## PROBLEM
For each record that follows, write out an identical copy.

## Stored entries
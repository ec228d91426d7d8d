//! Runs lens map functions as pre-registered in-process closures, keyed by
//! `mapFunctionSource`. Intended for tests and CLI embedding, where map
//! functions are compiled into the host binary rather than supplied as
//! untrusted bytecode at runtime — see [`crate::wasm_host::WasmSandbox`] for
//! the latter.

use pigeon_core::sandbox::{DependencyReader, Sandbox, SandboxOutcome};
use pigeon_core::value::StructuredValue;
use std::collections::HashMap;
use std::sync::{Arc, Mutex};

pub type MapFn = dyn Fn(&str, &StructuredValue, &dyn DependencyReader) -> SandboxOutcome + Send + Sync;

#[derive(Clone, Default)]
pub struct NativeSandbox {
    functions: Arc<Mutex<HashMap<String, Arc<MapFn>>>>,
}

impl NativeSandbox {
    pub fn new() -> Self {
        Self::default()
    }

    /// Registers a map function under `name`; a lens whose
    /// `mapFunctionSource` equals `name` is evaluated by calling `f`.
    pub fn register<F>(&self, name: impl Into<String>, f: F)
    where
        F: Fn(&str, &StructuredValue, &dyn DependencyReader) -> SandboxOutcome + Send + Sync + 'static,
    {
        self.functions
            .lock()
            .expect("native sandbox registry poisoned")
            .insert(name.into(), Arc::new(f));
    }
}

impl Sandbox for NativeSandbox {
    fn evaluate(
        &self,
        map_function_source: &str,
        record_id: &str,
        record_value: &StructuredValue,
        dependencies: &dyn DependencyReader,
    ) -> SandboxOutcome {
        let functions = self.functions.lock().expect("native sandbox registry poisoned");
        match functions.get(map_function_source) {
            Some(f) => f(record_id, record_value, dependencies),
            None => {
                tracing::warn!(map_function_source, record_id, "no native map function registered");
                SandboxOutcome::Err {
                    message: format!("no native map function registered for {map_function_source:?}"),
                    stack: None,
                }
            }
        }
    }
}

## SOLUTION TO THIS TASK
repository ec228d91426d7d8d
//! Runs lens map functions as pre-registered in-process closures, keyed by
//! `mapFunctionSource`. Intended for tests and CLI embedding, where map
//! functions are compiled into the host binary rather than supplied as
//! untrusted bytecode at runtime — see [`crate::wasm_host::WasmSandbox`] for
//! the latter.

use pigeon_core::sandbox::{DependencyReader, Sandbox, SandboxOutcome};
use pigeon_core::value::StructuredValue;
use std::collections::HashMap;
use std::sync::{Arc, Mutex};

pub type MapFn = dyn Fn(&str, &StructuredValue, &dyn DependencyReader) -> SandboxOutcome + Send + Sync;

#[derive(Clone, Default)]
pub struct NativeSandbox {
    functions: Arc<Mutex<HashMap<String, Arc<MapFn>>>>,
}

impl NativeSandbox {
    pub fn new() -> Self {
        Self::default()
    }

    /// Registers a map function under `name`; a lens whose
    /// `mapFunctionSource` equals `name` is evaluated by calling `f`.
    pub fn register<F>(&self, name: impl Into<String>, f: F)
    where
        F: Fn(&str, &StructuredValue, &dyn DependencyReader) -> SandboxOutcome + Send + Sync + 'static,
    {
        self.functions
            .lock()
            .expect("native sandbox registry poisoned")
            .insert(name.into(), Arc::new(f));
    }
}

impl Sandbox for NativeSandbox {
    fn evaluate(
        &self,
        map_function_source: &str,
        record_id: &str,
        record_value: &StructuredValue,
        dependencies: &dyn DependencyReader,
    ) -> SandboxOutcome {
        let functions = self.functions.lock().expect("native sandbox registry poisoned");
        match functions.get(map_function_source) {
            Some(f) => f(record_id, record_value, dependencies),
            None => {
                tracing::warn!(map_function_source, record_id, "no native map function registered");
                SandboxOutcome::Err {
                    message: format!("no native map function registered for {map_function_source:?}"),
                    stack: None,
                }
            }
        }
    }
}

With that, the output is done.